По окончании лекции я вежливо, как мог, поблагодарил «коллегу» и задал ему вопрос, который вертелся у меня на языке и казался мне «умным»: не участвовал ли Чосер в походах Крестоносцев, о которых он пишет в рассказе Рыцаря. «Коллега» метнул на меня дикий, испепеляющий взгляд, как на полного дебила, и замахав руками, затараторил, что такого не может быть, т.к. к тому времени, когда закончился Третий поход крестоносцев, Чосер ещё не родился, но … «он мог знать в лицо некоторых Тамплиеров, осевших к его времени в Лондоне».

В том, что Мартин полностью зациклен на Чосере, я убедился, глядя, как любовно он прилепляет к лицу усы и бородку и напяливает на себя балахон и чалму средневекового барда. В тот вечер он выступал с чтением «Пролога» к «Кентерберийским Рассказам», стоя в своём наряде перед немногочисленной аудиторией, состоящей, в основном, из домохозяек и отставных чиновников на пенсии. Люди слушали его с интересом…

– Ну, кому нужен твой Чосер? – набравшись храбрости, спросил я его как-то вечером, после обильного возлияния в столовой, – это же такая древность!

– Вот тут ты не прав, – с улыбкой заметил Мартин, нежно поглаживая свою любимицу-кошку Фокси, которая, как ни в чём не бывало, слизывала масло с его бутерброда. – Нам, современным людям, как раз Чосера-то и не хватает. Мы перестали ощущать полноту жизни, как это делали наши предки 600 лет назад. Чосер – это терапия для всех нас, это как Боккаччо, Сервантес, Рабле… Если с него стряхнуть академическую пыль и слегка почистить, он засверкает, как золотой слиток.

– Но это всё – весёлые сказки, – упорствовал я, – кому это сейчас может быть интересно?

– А, вот, интересно, и даже очень многим. Люди идут к нам на спектакль с удовольствием. Они отдыхают от сложностей современной жизни. Современное общество – больное. Мы все – шизофреники. Во всём раздвоенность, фальшь. Мы не живём, а играем в жизнь. Во времена Чосера люди верили в реальность жизни.

– Ты хочешь сказать, что люди были более примитивными, не видели противоречий, – не сдавался я.

– Нет, они просто были более искренними в своих чувствах и поступках.
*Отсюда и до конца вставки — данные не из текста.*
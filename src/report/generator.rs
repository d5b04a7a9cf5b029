//! Markdown and JSON dashboard rendering.
//!
//! Each panel becomes one Markdown section with a table; JSON output is
//! the serialized dashboard, one payload per panel.

use crate::models::{
    AgeGroupCount, CauseCount, Dashboard, DashboardMetadata, DepartmentCount, MonthCount,
    MunicipalityCount, Panels, SexDepartmentBreakdown,
};
use anyhow::Result;
use std::cmp::Reverse;
use std::collections::BTreeSet;

const MONTH_NAMES: [&str; 12] = [
    "Enero",
    "Febrero",
    "Marzo",
    "Abril",
    "Mayo",
    "Junio",
    "Julio",
    "Agosto",
    "Septiembre",
    "Octubre",
    "Noviembre",
    "Diciembre",
];

const NO_RECORDS: &str = "_No records for this panel._\n\n";

/// Section titles and anchors, in render order.
const SECTIONS: [(&str, &str); 8] = [
    ("Metadata", "metadata"),
    ("Deaths by Department", "deaths-by-department"),
    ("Deaths by Month", "deaths-by-month"),
    ("Cities with Most Homicides", "cities-with-most-homicides"),
    ("Cities with Fewest Deaths", "cities-with-fewest-deaths"),
    ("Leading Causes of Death", "leading-causes-of-death"),
    ("Age Distribution", "age-distribution"),
    ("Deaths by Sex and Department", "deaths-by-sex-and-department"),
];

/// Generate a complete Markdown dashboard.
pub fn generate_markdown_report(dashboard: &Dashboard) -> String {
    let mut output = String::new();
    let panels = &dashboard.panels;

    output.push_str(&format!(
        "# {} ({})\n\n",
        dashboard.metadata.title, dashboard.metadata.year
    ));

    output.push_str(&generate_table_of_contents());
    output.push_str(&generate_metadata_section(&dashboard.metadata));
    output.push_str(&generate_department_section(
        &panels.deaths_by_department,
        &dashboard.metadata.boundary_url,
    ));
    output.push_str(&generate_month_section(&panels.deaths_by_month));
    output.push_str(&generate_city_section(
        SECTIONS[3].0,
        "Homicides",
        &panels.violent_cities,
    ));
    output.push_str(&generate_city_section(
        SECTIONS[4].0,
        "Deaths",
        &panels.least_deaths_cities,
    ));
    output.push_str(&generate_causes_section(&panels.top_causes));
    output.push_str(&generate_age_section(&panels.age_distribution));
    output.push_str(&generate_sex_department_section(&panels.sex_by_department));
    output.push_str(&generate_footer());

    output
}

fn generate_table_of_contents() -> String {
    let mut toc = String::new();

    toc.push_str("## Table of Contents\n\n");
    for (title, anchor) in SECTIONS {
        toc.push_str(&format!("- [{}](#{})\n", title, anchor));
    }
    toc.push('\n');

    toc
}

/// Generate the metadata section.
fn generate_metadata_section(metadata: &DashboardMetadata) -> String {
    let mut section = String::new();
    let stats = &metadata.stats;

    section.push_str("## Metadata\n\n");
    section.push_str(&format!("- **Reporting Year:** {}\n", metadata.year));
    section.push_str(&format!(
        "- **Mortality Table:** `{}`\n",
        metadata.mortality_source
    ));
    section.push_str(&format!("- **Cause Table:** `{}`\n", metadata.causes_source));
    section.push_str(&format!(
        "- **Division Table:** `{}`\n",
        metadata.divisions_source
    ));
    section.push_str(&format!("- **Rows Read:** {}\n", stats.source_rows));
    section.push_str(&format!("- **Records for Year:** {}\n", stats.year_rows));
    if stats.unresolved_divisions > 0 {
        section.push_str(&format!(
            "- **Records without Division:** {}\n",
            stats.unresolved_divisions
        ));
    }
    if stats.unresolved_causes > 0 {
        section.push_str(&format!(
            "- **Records without Cause Description:** {}\n",
            stats.unresolved_causes
        ));
    }
    section.push_str(&format!(
        "- **Generated:** {}\n",
        metadata.generated_at.format("%Y-%m-%d %H:%M:%S UTC")
    ));
    section.push_str(&format!(
        "- **Duration:** {:.2}s\n",
        metadata.duration_seconds
    ));
    section.push('\n');

    section
}

fn generate_department_section(rows: &[DepartmentCount], boundary_url: &str) -> String {
    let mut section = format!("## {}\n\n", SECTIONS[1].0);

    if rows.is_empty() {
        section.push_str(NO_RECORDS);
        return section;
    }

    section.push_str(&format!("Region boundaries: <{}>\n\n", boundary_url));
    section.push_str("| Code | Department | Deaths |\n");
    section.push_str("|:---:|:---|---:|\n");
    for row in rows {
        section.push_str(&format!(
            "| {} | {} | {} |\n",
            row.geo_id,
            escape_cell(&row.department),
            row.count
        ));
    }
    section.push('\n');

    section
}

fn generate_month_section(rows: &[MonthCount]) -> String {
    let mut section = format!("## {}\n\n", SECTIONS[2].0);

    if rows.is_empty() {
        section.push_str(NO_RECORDS);
        return section;
    }

    section.push_str("| Month | Deaths |\n");
    section.push_str("|:---|---:|\n");
    for row in rows {
        section.push_str(&format!("| {} | {} |\n", month_name(row.month), row.count));
    }
    section.push('\n');

    section
}

fn generate_city_section(title: &str, count_label: &str, rows: &[MunicipalityCount]) -> String {
    let mut section = format!("## {}\n\n", title);

    if rows.is_empty() {
        section.push_str(NO_RECORDS);
        return section;
    }

    let total: usize = rows.iter().map(|r| r.count).sum();

    section.push_str(&format!("| Municipality | {} | Share |\n", count_label));
    section.push_str("|:---|---:|---:|\n");
    for row in rows {
        section.push_str(&format!(
            "| {} | {} | {:.1}% |\n",
            escape_cell(&row.municipality),
            row.count,
            share(row.count, total)
        ));
    }
    section.push('\n');

    section
}

fn generate_causes_section(rows: &[CauseCount]) -> String {
    let mut section = format!("## {}\n\n", SECTIONS[5].0);

    if rows.is_empty() {
        section.push_str(NO_RECORDS);
        return section;
    }

    section.push_str("| Code | Description | Total |\n");
    section.push_str("|:---|:---|---:|\n");
    for row in rows {
        section.push_str(&format!(
            "| `{}` | {} | {} |\n",
            row.code,
            escape_cell(&row.description),
            row.count
        ));
    }
    section.push('\n');

    section
}

/// Age buckets are listed by descending count.
fn generate_age_section(rows: &[AgeGroupCount]) -> String {
    let mut section = format!("## {}\n\n", SECTIONS[6].0);

    if rows.is_empty() {
        section.push_str(NO_RECORDS);
        return section;
    }

    let mut sorted: Vec<&AgeGroupCount> = rows.iter().collect();
    sorted.sort_by_key(|r| Reverse(r.count));

    section.push_str("| Age Group | Deaths |\n");
    section.push_str("|:---|---:|\n");
    for row in sorted {
        section.push_str(&format!(
            "| {} | {} |\n",
            escape_cell(&row.age_group),
            row.count
        ));
    }
    section.push('\n');

    section
}

fn generate_sex_department_section(rows: &[SexDepartmentBreakdown]) -> String {
    let mut section = format!("## {}\n\n", SECTIONS[7].0);

    if rows.is_empty() {
        section.push_str(NO_RECORDS);
        return section;
    }

    let sexes: BTreeSet<&str> = rows
        .iter()
        .flat_map(|r| r.by_sex.keys().map(String::as_str))
        .collect();

    section.push_str("| Department |");
    for sex in &sexes {
        section.push_str(&format!(" Sex {} |", escape_cell(sex)));
    }
    section.push_str(" Total |\n");

    section.push_str("|:---|");
    for _ in &sexes {
        section.push_str("---:|");
    }
    section.push_str("---:|\n");

    for row in rows {
        section.push_str(&format!("| {} |", escape_cell(&row.department)));
        for sex in &sexes {
            let count = row.by_sex.get(*sex).copied().unwrap_or(0);
            section.push_str(&format!(" {} |", count));
        }
        section.push_str(&format!(" {} |\n", row.total));
    }
    section.push('\n');

    section
}

/// Generate the dashboard footer.
fn generate_footer() -> String {
    let mut footer = String::new();

    footer.push_str("---\n\n");
    footer.push_str(&format!(
        "*Dashboard generated by mortdash v{}*\n",
        env!("CARGO_PKG_VERSION")
    ));

    footer
}

fn month_name(month: u8) -> String {
    match month {
        1..=12 => MONTH_NAMES[month as usize - 1].to_string(),
        other => other.to_string(),
    }
}

fn share(count: usize, total: usize) -> f64 {
    if total == 0 {
        0.0
    } else {
        count as f64 * 100.0 / total as f64
    }
}

/// Keep cell text from breaking the table layout.
fn escape_cell(text: &str) -> String {
    text.replace('|', "\\|").replace('\n', " ")
}

/// Generate a JSON dashboard.
pub fn generate_json_report(dashboard: &Dashboard) -> Result<String> {
    serde_json::to_string_pretty(dashboard).map_err(Into::into)
}

/// Short plain-text summary for the terminal.
pub fn generate_summary_text(panels: &Panels) -> String {
    if panels.is_empty() {
        return "No records for the reporting year.".to_string();
    }

    let mut lines = Vec::new();

    let total: usize = panels.deaths_by_month.iter().map(|m| m.count).sum();
    lines.push(format!("Total deaths: {}", total));

    if let Some(peak) = panels.deaths_by_month.iter().max_by_key(|m| m.count) {
        lines.push(format!(
            "Peak month: {} ({})",
            month_name(peak.month),
            peak.count
        ));
    }
    if let Some(top) = panels.deaths_by_department.iter().max_by_key(|d| d.count) {
        lines.push(format!("Top department: {} ({})", top.department, top.count));
    }
    if let Some(city) = panels.violent_cities.first() {
        lines.push(format!(
            "Most homicides: {} ({})",
            city.municipality, city.count
        ));
    }
    if let Some(cause) = panels.top_causes.first() {
        lines.push(format!(
            "Leading cause: {} {} ({})",
            cause.code, cause.description, cause.count
        ));
    }

    lines.join("\n")
}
– Не знаю, – с притворной задумчивостью тянул я своё (по правде сказать, я уже клевал носом). – А как же Шекспир! У него герои – такие злодеи, подлецы и врали, каких нам даже не снилось.
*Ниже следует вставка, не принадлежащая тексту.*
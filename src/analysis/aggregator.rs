//! Grouped counts over the prepared table.
//!
//! Every function here is pure: it reads the prepared table and returns a
//! freshly computed payload for one dashboard panel. Rankings use a stable
//! sort, so equal counts keep the order in which their group first appears
//! in the table.

use crate::models::{
    department_geo_id, AgeGroupCount, CauseCount, DepartmentCount, MonthCount, MortalityRecord,
    MunicipalityCount, PreparedTable, SexDepartmentBreakdown,
};
use std::cmp::Reverse;
use std::collections::{BTreeMap, HashMap};
use std::hash::Hash;

/// Cause-code prefixes counted as assault and firearm deaths.
pub const VIOLENT_CAUSE_PREFIXES: [&str; 8] =
    ["X95", "X96", "X97", "X98", "X99", "Y00", "Y01", "Y02"];

/// Count records per key, in first-seen key order.
fn count_by<'a, K, I, F>(records: I, key: F) -> Vec<(K, usize)>
where
    K: Eq + Hash + Clone,
    I: IntoIterator<Item = &'a MortalityRecord>,
    F: Fn(&MortalityRecord) -> K,
{
    let mut index: HashMap<K, usize> = HashMap::new();
    let mut counts: Vec<(K, usize)> = Vec::new();

    for record in records {
        let k = key(record);
        match index.get(&k) {
            Some(&i) => counts[i].1 += 1,
            None => {
                index.insert(k.clone(), counts.len());
                counts.push((k, 1));
            }
        }
    }

    counts
}

/// Returns true if the cause code falls in the assault/firearm range.
pub fn is_violent_cause(code: &str) -> bool {
    VIOLENT_CAUSE_PREFIXES
        .iter()
        .any(|prefix| code.starts_with(prefix))
}

/// Deaths per department, for the choropleth map.
pub fn deaths_by_department(table: &PreparedTable) -> Vec<DepartmentCount> {
    count_by(&table.records, |r| (r.department_code, r.department.clone()))
        .into_iter()
        .map(|((code, department), count)| DepartmentCount {
            code,
            geo_id: department_geo_id(code),
            department,
            count,
        })
        .collect()
}

/// Deaths per month, ascending by month.
pub fn deaths_by_month(table: &PreparedTable) -> Vec<MonthCount> {
    let mut months: Vec<MonthCount> = count_by(&table.records, |r| r.month)
        .into_iter()
        .map(|(month, count)| MonthCount { month, count })
        .collect();

    months.sort_by_key(|m| m.month);
    months
}

/// Municipalities with the most assault/firearm deaths.
pub fn violent_cities(table: &PreparedTable, limit: usize) -> Vec<MunicipalityCount> {
    let violent = table
        .records
        .iter()
        .filter(|r| is_violent_cause(&r.cause_code));

    let mut cities = municipality_counts(violent);
    cities.sort_by_key(|c| Reverse(c.count));
    cities.truncate(limit);
    cities
}

/// Municipalities with the fewest deaths overall.
pub fn least_deaths_cities(table: &PreparedTable, limit: usize) -> Vec<MunicipalityCount> {
    let mut cities = municipality_counts(&table.records);
    cities.sort_by_key(|c| c.count);
    cities.truncate(limit);
    cities
}

fn municipality_counts<'a, I>(records: I) -> Vec<MunicipalityCount>
where
    I: IntoIterator<Item = &'a MortalityRecord>,
{
    count_by(records, |r| r.municipality.clone())
        .into_iter()
        .map(|(municipality, count)| MunicipalityCount {
            municipality,
            count,
        })
        .collect()
}

/// Most frequent (code, description) pairs.
pub fn top_causes(table: &PreparedTable, limit: usize) -> Vec<CauseCount> {
    let mut causes: Vec<CauseCount> = count_by(&table.records, |r| {
        (r.cause_code.clone(), r.cause_description.clone())
    })
    .into_iter()
    .map(|((code, description), count)| CauseCount {
        code,
        description,
        count,
    })
    .collect();

    causes.sort_by_key(|c| Reverse(c.count));
    causes.truncate(limit);
    causes
}

/// Deaths per age-group bucket, in first-seen order.
pub fn age_distribution(table: &PreparedTable) -> Vec<AgeGroupCount> {
    count_by(&table.records, |r| r.age_group.clone())
        .into_iter()
        .map(|(age_group, count)| AgeGroupCount { age_group, count })
        .collect()
}

/// Deaths per sex within each department, for stacked bars.
pub fn sex_by_department(table: &PreparedTable) -> Vec<SexDepartmentBreakdown> {
    let mut breakdowns: Vec<SexDepartmentBreakdown> = Vec::new();
    let mut index: HashMap<String, usize> = HashMap::new();

    for ((department, sex), count) in
        count_by(&table.records, |r| (r.department.clone(), r.sex.clone()))
    {
        let i = *index.entry(department.clone()).or_insert_with(|| {
            breakdowns.push(SexDepartmentBreakdown {
                department,
                by_sex: BTreeMap::new(),
                total: 0,
            });
            breakdowns.len() - 1
        });

        let breakdown = &mut breakdowns[i];
        *breakdown.by_sex.entry(sex).or_default() += count;
        breakdown.total += count;
    }

    breakdowns
}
– Шекспир – это уже совсем другая эпоха, – отозвался Мартин. – Это – Ренессанс, самоутверждение безбожного человека. А Чосер – это ещё Средневековье, когда человек не мыслил себя без Бога. Для него этот мир был просто блужданием во тьме:

«This world is but a thoroughfare of woe,

And we pilgrims passing to and fro.»

Что этот мир, как не долина тьмы,

Где, словно странники, блуждаем мы?

«А сам-то ты в Бога веришь?» вертелось у меня на языке, но я решил эту тему не развивать – слишком сложно.

В тот вечер, как мне казалось тогда, я понял, почему Мартин относится ко мне так радушно (хотя это до сих пор остаётся для меня загадкой). Он лелеял надежду (как оказалось, призрачную), что я смогу помочь ему поставить «Кентерберийские Рассказы» в Союзе. Он, конечно, в своё время неплохо заработал на этой постановке, даже, можно сказать, обогатился. Она шла пять лет без перерыва в Уэст-Энде (лондонская театральная Мекка), потом взяла штурмом Бродвей, а затем прошла с триумфом по многим странам. Мартин поставил ее в Праге и Штутгарте, свозил в Австралию и Японию, и даже ухитрился протащить ее за «железный занавес», поставив в Чехословакии и Польше. Но это всё было в прошлом.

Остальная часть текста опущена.